2020 was surely a year for the ages. For DeFi, it was something of a coming out party.
At the start of the year, DeFi entrepreneurs, developers and investors were just beginning to connect the money legos, but by the end of the year, DeFi is arguably the biggest driver of crypto growth with every new chain and project clinging to the DeFi meme. In between, there were hacks, forks, market crashes and a good ole-fashioned bull market.
Let’s dive into the 8 trends that defined DeFi in 2020
Bitcoin undergirds DeFi’s growth
Bitcoin has had a 2020 to remember sans DeFi, but a small, but sizable chunk of BTC’s total supply (0.6%) is now tokenized on Ethereum through a custodian (WBTC, HBTC), a semi-centralized bridge (renBTC) or a decentralized bridge protocol (tBTC), plus the pure synthetic sBTC (h/t, DeFi Pulse’s BTC at Work).

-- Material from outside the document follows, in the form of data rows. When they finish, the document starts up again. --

//! Compile-time plug-in registry: rather than resolving plug-ins from a
//! dynamically loaded library by name, `PluginRegistry` holds
//! `Arc<dyn InputPlugin>`/`Arc<dyn OutputPlugin>` values produced by factory
//! functions registered at startup.

use super::{InputPlugin, OutputPlugin};
use std::collections::HashMap;
use std::sync::Arc;

type InputFactory = fn() -> Arc<dyn InputPlugin>;
type OutputFactory = fn() -> Arc<dyn OutputPlugin>;

#[derive(Default)]
pub struct PluginRegistry {
	input_factories: HashMap<&'static str, InputFactory>,
	output_factories: HashMap<&'static str, OutputFactory>,
}

impl PluginRegistry {
	#[must_use]
	pub fn new() -> Self {
		Self::default()
	}

	pub fn register_input(&mut self, identifier: &'static str, factory: InputFactory) {
		self.input_factories.insert(identifier, factory);
	}

	pub fn register_output(&mut self, identifier: &'static str, factory: OutputFactory) {
		self.output_factories.insert(identifier, factory);
	}

	#[must_use]
	pub fn resolve_input(&self, identifier: &str) -> Option<Arc<dyn InputPlugin>> {
		self.input_factories.get(identifier).map(|factory| factory())
	}

	#[must_use]
	pub fn resolve_output(&self, identifier: &str) -> Option<Arc<dyn OutputPlugin>> {
		self.output_factories.get(identifier).map(|factory| factory())
	}

	#[must_use]
	pub fn is_registered(&self, identifier: &str) -> bool {
		self.input_factories.contains_key(identifier) || self.output_factories.contains_key(identifier)
	}
}

/// Builds the registry the gateway runs with: every built-in plug-in from
/// [`super::builtin`] registered under its stable identifier.
#[must_use]
pub fn builtin_registry() -> PluginRegistry {
	let mut registry = PluginRegistry::new();
	registry.register_input("passthrough", || Arc::new(super::builtin::PassthroughInputPlugin));
	registry.register_output("passthrough", || Arc::new(super::builtin::PassthroughOutputPlugin));
	registry
}

#[cfg(test)]
mod tests {
	use super::*;

	#[test]
	fn builtin_registry_resolves_the_passthrough_plugin() {
		let registry = builtin_registry();
		assert!(registry.resolve_input("passthrough").is_some());
		assert!(registry.resolve_output("passthrough").is_some());
	}

	#[test]
	fn unknown_identifier_does_not_resolve() {
		let registry = builtin_registry();
		assert!(registry.resolve_input("does-not-exist").is_none());
		assert!(!registry.is_registered("does-not-exist"));
	}
}
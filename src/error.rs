//! Error taxonomy for the gateway: admission / validation / transient /
//! terminal / configuration / protocol.
//!
//! Admission and plug-in paths never use exceptions as control flow: every
//! fallible operation returns one of these enums instead of panicking.
//! `anyhow` is reserved for `main` and component bootstrap.

use thiserror::Error;

/// Why an association or upload was refused before any bytes were accepted.
#[derive(Debug, Error, Clone, PartialEq, Eq)]
pub enum AdmissionError {
	#[error("verification service is disabled")]
	VerificationDisabled,
	#[error("calling AE title {calling_aet} at {remote_host} is not a recognized source")]
	CallingAeNotRecognized { calling_aet: String, remote_host: String },
	#[error("called AE title {called_aet} is not a recognized local entity")]
	CalledAeNotRecognized { called_aet: String },
	#[error("maximum concurrent associations ({max}) reached")]
	TooManyAssociations { max: usize },
	#[error("insufficient storage to accept new data")]
	InsufficientStorage,
}

/// Malformed input rejected before persistence.
#[derive(Debug, Error, Clone, PartialEq, Eq)]
pub enum ValidationError {
	#[error("AE title {0:?} must be 1-16 ASCII characters from [A-Za-z0-9._-]")]
	InvalidAeTitle(String),
	#[error("DICOM tag {0:?} is not a valid `gggg,eeee` grouping tag")]
	InvalidGroupingTag(String),
	#[error("allowedSopClasses and ignoredSopClasses cannot both be non-empty")]
	ConflictingSopClassFilters,
	#[error("name must not be empty")]
	EmptyName,
}

/// A single instance/file failed past its terminal retry budget.
#[derive(Debug, Error, Clone, PartialEq, Eq)]
pub enum TerminalError {
	#[error("download failed after exhausting retries: {0}")]
	DownloadError(String),
	#[error("remote service rejected the request: {0}")]
	ServiceError(String),
	#[error("upload failed after exhausting retries: {0}")]
	UploadError(String),
}

/// Unresolved configuration referenced at runtime (missing plug-in, missing
/// destination, unknown AE).
#[derive(Debug, Error, Clone, PartialEq, Eq)]
pub enum ConfigurationError {
	#[error("no plug-in registered for identifier {0:?}")]
	UnknownPlugin(String),
	#[error("inference request {0} has no configured DicomWeb destination")]
	NoDicomWebDestination(String),
	#[error("inference request {0} could not be found")]
	UnknownInferenceRequest(String),
}

/// DICOM DIMSE status codes the SCP returns to a peer.
#[derive(Debug, Clone, Copy, PartialEq, Eq)]
pub enum DimseStatus {
	Success,
	SuccessWithWarning,
	ProcessingFailure,
	OutOfResources,
	StorageCannotUnderstand,
}

impl DimseStatus {
	#[must_use]
	pub const fn code(self) -> u16 {
		match self {
			Self::Success => 0x0000,
			Self::SuccessWithWarning => 0xB000,
			Self::ProcessingFailure => 0x0110,
			Self::OutOfResources => 0xA700,
			Self::StorageCannotUnderstand => 0xC000,
		}
	}
}

/// Top-level error returned by ingress/assembler/upload/export operations.
/// Transient I/O errors are not represented here: callers retry those with
/// [`crate::retry::retry`] and only surface the exhausted [`TerminalError`].
#[derive(Debug, Error)]
pub enum GatewayError {
	#[error(transparent)]
	Admission(#[from] AdmissionError),
	#[error(transparent)]
	Validation(#[from] ValidationError),
	#[error(transparent)]
	Terminal(#[from] TerminalError),
	#[error(transparent)]
	Configuration(#[from] ConfigurationError),
	#[error(transparent)]
	Repository(#[from] crate::repository::RepositoryError),
	#[error(transparent)]
	ObjectStore(#[from] crate::storage::object_store::ObjectStoreError),
	#[error(transparent)]
	Bus(#[from] crate::bus::BusError),
	#[error(transparent)]
	Plugin(#[from] crate::plugin::PluginError),
}
//! Ingress backends that speak a wire protocol directly to a TCP socket,
//! as opposed to the HTTP-mounted [`crate::api`] surface.

pub mod dimse;
//! Object storage and local disk-space accounting.

pub mod memory;
pub mod object_store;
#[cfg(feature = "s3")]
pub mod s3;
pub mod temp;

pub use object_store::{ObjectStore, ObjectStoreError};
pub use temp::{InMemoryTemporaryStore, LocalDiskTemporaryStore, TempHandle, TempStoreError, TemporaryStore};

use crate::config::StorageConfig;
use std::path::Path;
use sysinfo::Disks;

/// Reports whether the local temporary-storage volume has enough headroom to
/// accept more data — storage is considered full once used space crosses
/// `watermarkPercent`, or once free space drops below `reserveSpaceGb`.
pub trait StorageInfoProvider: Send + Sync {
	fn has_space_to_store(&self) -> bool;
	fn has_space_to_export(&self) -> bool {
		self.has_space_to_store()
	}
}

/// Default [`StorageInfoProvider`], backed by `sysinfo`'s disk listing rather
/// than shelling out to `df`.
pub struct SysinfoStorageInfoProvider {
	path: std::path::PathBuf,
	watermark_percent: u8,
	reserve_space_gb: u32,
}

impl SysinfoStorageInfoProvider {
	#[must_use]
	pub fn new(config: &StorageConfig) -> Self {
		Self {
			path: config.local_temporary_storage_path.clone(),
			watermark_percent: config.watermark_percent,
			reserve_space_gb: config.reserve_space_gb,
		}
	}

	fn disk_usage(&self) -> Option<(u64, u64)> {
		let disks = Disks::new_with_refreshed_list();
		let mount = find_mount_for(&disks, &self.path)?;
		Some((mount.total_space(), mount.available_space()))
	}
}

fn find_mount_for<'a>(disks: &'a Disks, path: &Path) -> Option<&'a sysinfo::Disk> {
	disks
		.list()
		.iter()
		.filter(|disk| path.starts_with(disk.mount_point()))
		.max_by_key(|disk| disk.mount_point().as_os_str().len())
}

impl StorageInfoProvider for SysinfoStorageInfoProvider {
	fn has_space_to_store(&self) -> bool {
		let Some((total, available)) = self.disk_usage() else {
			// No matching mount (e.g. the path does not exist yet in tests) —
			// fail open to "has space" rather than reject admission at startup.
			return true;
		};
		if total == 0 {
			return true;
		}
		let used_percent = 100 - (available * 100 / total);
		let reserve_bytes = u64::from(self.reserve_space_gb) * 1024 * 1024 * 1024;
		used_percent < u64::from(self.watermark_percent) && available > reserve_bytes
	}
}

#[cfg(test)]
mod tests {
	use super::*;

	struct FakeStorageInfoProvider(bool);

	impl StorageInfoProvider for FakeStorageInfoProvider {
		fn has_space_to_store(&self) -> bool {
			self.0
		}
	}

	#[test]
	fn has_space_to_export_defaults_to_has_space_to_store() {
		let provider = FakeStorageInfoProvider(false);
		assert_eq!(provider.has_space_to_export(), provider.has_space_to_store());
	}
}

Bitcoin was an important source of collateral for lending platforms and backs almost 7% of Dai. Investors tokenized their BTC in order to access the high yield in DeFi. Eight of the top 10 holders of WBTC & renBTC are AMM liquidity pools or lending platforms; the ETH/WBTC pair has been a favorite of AMM LPs and a key draw of Uniswap and Sushiswap’s liquidity mining campaigns.
Tokenized BTC growth has slowed as Bitcoin’s price has skyrocketed over the last two months. BTC will continue to play second fiddle to ETH in DeFi, but Bitcoin may be the asset that proves the liquidity black hole theory sucking assets onto Ethereum.
Explore more:
Bitcoin and Tether on DeFi [Dose – January 10]
Bitcoin in DeFi and COMP launch [Dose – June 15]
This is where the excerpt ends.